Alice foi levada novamente à Colmeia e a família ainda não teve contato com ela
No entanto, Alice foi presa novamente na última semana. De acordo com Sarah, a família teve contato com a mãe apenas nos dois primeiros dias de prisão, enquanto ela aguardava na Superintendência da Polícia Federal (PF), em Brasília. “Lá, recebeu todos os remédios”, relata a jovem, afirmando que a situação mudou ao ser transferida para a Colmeia no último sábado (8).
“Não conseguimos mais falar com ela e, na primeira videochamada que teríamos, na terça-feira (11), minha mãe não participou”, relata Sarah, preocupada. “Nos disseram que ela estava em uma consulta de rotina, mas a reunião já estava marcada com antecedência, então não agendariam para a mesma hora”, argumenta. “Deve ter sido alguma urgência, já que minha mãe pode convulsionar”, considera.
Sarah e o irmão, Samuel Nascimento Martins, decidiram ligar para a unidade de saúde da penitenciária para solicitar informações. Na conversa, gravada pelos irmãos, o rapaz pergunta se a mãe estava tomando seus remédios para epilepsia, e descobre que eles ainda começariam a ser administrados.
“Vai ter a avaliação e [ela] vai receber a medicação hoje”, afirma a atendente, por telefone. “Então ela está assim desde sábado [sem os remédios]?”, questionam os filhos, ouvindo a mulher explicar sobre um protocolo da penitenciária, que exige triagem e consulta médica.
Defesa pede revogação da prisão
De acordo com a advogada Juliana Nascimento Medeiros, a família já tinha esse receio e enviou com Alice todas as cópias das receitas, além de caixas fechadas dos medicamentos para uso diário. “Agora estamos aguardando nova videochamada para tentar conversar com ela, e já entramos com pedido de revogação da prisão preventiva”, informa a advogada.
A Gazeta do Povo procurou a Secretaria de Estado de Administração Penitenciária do Distrito Federal (Seape), mas foi informada de que relatórios médicos de pacientes ficam com a Secretaria de Saúde do Distrito Federal (SES-DF).

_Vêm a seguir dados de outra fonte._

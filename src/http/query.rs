//! Query-string codec with support for bracketed parameters.
//!
//! The protocol's query conventions use one level of bracket nesting:
//! `fields[tests]=name`, `filter[state]=active`, `page[offset]=10`. This
//! module parses such strings into an ordered [`QueryParams`] collection
//! and re-encodes them, which is how pagination links preserve every
//! original parameter while rewriting only the `page[...]` keys.
//!
//! # Example
//!
//! ```rust
//! use jsonapi_server::http::QueryParams;
//!
//! let mut params = QueryParams::parse("include=a,b&page[offset]=10").unwrap();
//! assert_eq!(params.scalar("include"), Some("a,b"));
//!
//! params.set_nested_entry("page", "offset", "20");
//! assert_eq!(params.encode(), "include=a%2Cb&page[offset]=20");
//! ```

use crate::error::JsonApiError;

/// The value of a single query parameter.
#[derive(Clone, Debug, PartialEq, Eq)]
pub enum QueryValue {
    /// A plain `name=value` parameter.
    Scalar(String),
    /// A bracketed `name[sub]=value` parameter group, insertion-ordered.
    Nested(Vec<(String, String)>),
}

/// An ordered collection of parsed query parameters.
///
/// Parameters keep their first-seen order, which keeps re-encoded query
/// strings (and therefore pagination links) deterministic.
#[derive(Clone, Debug, Default, PartialEq, Eq)]
pub struct QueryParams {
    entries: Vec<(String, QueryValue)>,
}

impl QueryParams {
    /// Parses a raw query string (without the leading `?`).
    ///
    /// Percent-encoding and `+`-encoded spaces are decoded. Repeated scalar
    /// parameters keep the last value; repeated `name[sub]` entries keep the
    /// last value for that sub key.
    ///
    /// # Errors
    ///
    /// Returns [`JsonApiError::MalformedRequest`] naming the parameter when
    /// a name nests deeper than one bracket level, carries an empty sub key,
    /// or mixes scalar and bracketed forms.
    pub fn parse(query: &str) -> Result<Self, JsonApiError> {
        let mut params = Self::default();

        for piece in query.split('&').filter(|piece| !piece.is_empty()) {
            let (raw_name, raw_value) = piece.split_once('=').unwrap_or((piece, ""));
            let name = decode_component(raw_name)?;
            let value = decode_component(raw_value)?;

            match split_bracketed(&name)? {
                Some((outer, sub)) => params.set_nested_checked(outer, sub, &value)?,
                None => params.set_scalar_checked(&name, &value)?,
            }
        }

        Ok(params)
    }

    /// Returns the raw value of a parameter, if present.
    #[must_use]
    pub fn value(&self, name: &str) -> Option<&QueryValue> {
        self.entries
            .iter()
            .find(|(entry_name, _)| entry_name == name)
            .map(|(_, value)| value)
    }

    /// Returns the scalar value of a parameter, or `None` if the parameter
    /// is absent or bracketed.
    #[must_use]
    pub fn scalar(&self, name: &str) -> Option<&str> {
        match self.value(name) {
            Some(QueryValue::Scalar(value)) => Some(value),
            _ => None,
        }
    }

    /// Returns the bracketed entries of a parameter, or `None` if the
    /// parameter is absent or scalar.
    #[must_use]
    pub fn nested(&self, name: &str) -> Option<&[(String, String)]> {
        match self.value(name) {
            Some(QueryValue::Nested(entries)) => Some(entries),
            _ => None,
        }
    }

    /// Removes a parameter and all its bracketed entries.
    pub fn remove(&mut self, name: &str) {
        self.entries.retain(|(entry_name, _)| entry_name != name);
    }

    /// Sets a scalar parameter, replacing any existing value.
    pub fn set_scalar(&mut self, name: impl Into<String>, value: impl Into<String>) {
        let name = name.into();
        self.remove(&name);
        self.entries.push((name, QueryValue::Scalar(value.into())));
    }

    /// Sets one `name[sub]` entry, replacing an existing entry for the same
    /// sub key and converting a scalar parameter of the same name if needed.
    pub fn set_nested_entry(
        &mut self,
        name: impl Into<String>,
        sub: impl Into<String>,
        value: impl Into<String>,
    ) {
        let name = name.into();
        let sub = sub.into();
        let value = value.into();

        if !matches!(self.value(&name), Some(QueryValue::Nested(_))) {
            self.remove(&name);
            self.entries
                .push((name.clone(), QueryValue::Nested(Vec::new())));
        }

        let Some((_, QueryValue::Nested(entries))) = self
            .entries
            .iter_mut()
            .find(|(entry_name, _)| *entry_name == name)
        else {
            unreachable!("nested entry ensured above");
        };

        if let Some(entry) = entries.iter_mut().find(|(entry_sub, _)| *entry_sub == sub) {
            entry.1 = value;
        } else {
            entries.push((sub, value));
        }
    }

    /// Returns `true` when no parameters are present.
    #[must_use]
    pub fn is_empty(&self) -> bool {
        self.entries.is_empty()
    }

    /// Re-encodes the parameters into a query string.
    ///
    /// Names, sub keys and values are percent-encoded; brackets are emitted
    /// literally (`page[offset]=10`).
    #[must_use]
    pub fn encode(&self) -> String {
        let mut pieces = Vec::new();

        for (name, value) in &self.entries {
            match value {
                QueryValue::Scalar(scalar) => {
                    pieces.push(format!(
                        "{}={}",
                        urlencoding::encode(name),
                        urlencoding::encode(scalar)
                    ));
                }
                QueryValue::Nested(entries) => {
                    for (sub, entry_value) in entries {
                        pieces.push(format!(
                            "{}[{}]={}",
                            urlencoding::encode(name),
                            urlencoding::encode(sub),
                            urlencoding::encode(entry_value)
                        ));
                    }
                }
            }
        }

        pieces.join("&")
    }

    fn set_scalar_checked(&mut self, name: &str, value: &str) -> Result<(), JsonApiError> {
        if matches!(self.value(name), Some(QueryValue::Nested(_))) {
            return Err(mixed_forms_error(name));
        }
        self.set_scalar(name, value);
        Ok(())
    }

    fn set_nested_checked(
        &mut self,
        name: &str,
        sub: &str,
        value: &str,
    ) -> Result<(), JsonApiError> {
        if matches!(self.value(name), Some(QueryValue::Scalar(_))) {
            return Err(mixed_forms_error(name));
        }
        self.set_nested_entry(name, sub, value);
        Ok(())
    }
}

fn mixed_forms_error(name: &str) -> JsonApiError {
    JsonApiError::malformed(format!(
        "Parameter '{name}' mixes scalar and bracketed forms"
    ))
}

/// Splits `name[sub]` into its parts, or returns `None` for a plain name.
///
/// A single bracket level with a non-empty sub key is the only accepted
/// bracketed shape.
fn split_bracketed(name: &str) -> Result<Option<(&str, &str)>, JsonApiError> {
    let Some(open) = name.find('[') else {
        if name.contains(']') {
            return Err(JsonApiError::malformed(format!(
                "Invalid parameter name '{name}'"
            )));
        }
        return Ok(None);
    };

    let outer = &name[..open];
    let rest = &name[open + 1..];

    let valid = !outer.is_empty()
        && rest.ends_with(']')
        && !rest[..rest.len() - 1].is_empty()
        && !rest[..rest.len() - 1].contains(['[', ']']);
    if !valid {
        return Err(JsonApiError::malformed(format!(
            "Invalid parameter name '{name}'"
        )));
    }

    Ok(Some((outer, &rest[..rest.len() - 1])))
}

fn decode_component(raw: &str) -> Result<String, JsonApiError> {
    let spaced = raw.replace('+', " ");
    urlencoding::decode(&spaced)
        .map(|decoded| decoded.into_owned())
        .map_err(|_| JsonApiError::malformed(format!("Invalid percent-encoding in '{raw}'")))
}

// Verify QueryParams is Send + Sync at compile time
const _: fn() = || {
    const fn assert_send_sync<T: Send + Sync>() {}
    assert_send_sync::<QueryParams>();
    assert_send_sync::<QueryValue>();
};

A equipe também tentou contato com a pasta, mas não obteve retorno até a publicação da reportagem. O espaço segue aberto para manifestação.
O que aconteceu com Alice no dia 8 de janeiro?
Mãe de três filhos e avó de uma neta, Alice Nascimento dos Santos tem 49 anos, sofre de epilepsia desde os 21, e trabalhava como gerente de um ateliê de costura quando decidiu participar das manifestações de 8 de janeiro.
De acordo com a filha, a mãe acreditava que os atos seriam pacíficos e, ao chegar na Praça dos Três Poderes, “se emocionou com tantas pessoas de verde e amarelo”. No entanto, quando começaram as bombas, ela entrou nos prédios públicos, e foi presa no plenário do Senado.
“Vimos pelas imagens que a Alice entrou quando já estava tudo quebrado, e que as pessoas estavam orando e cantando”, informa a advogada Juliana Nascimento Medeiros, ressaltando que “os policiais pediram para ela aguardar porque a levariam em segurança para fora, o que não aconteceu”.
Segundo a defesa, Alice recebeu voz de prisão no dia seguinte, permaneceu na Colmeia até 8 de março de 2023, e foi condenada pelo STF a 14 anos de prisão, com cinco votos divergentes ao entendimento do relator Alexandre de Moraes. O acórdão condenatório ainda não foi publicado e, por isso, Alice aguardava em casa a conclusão da fase de recursos.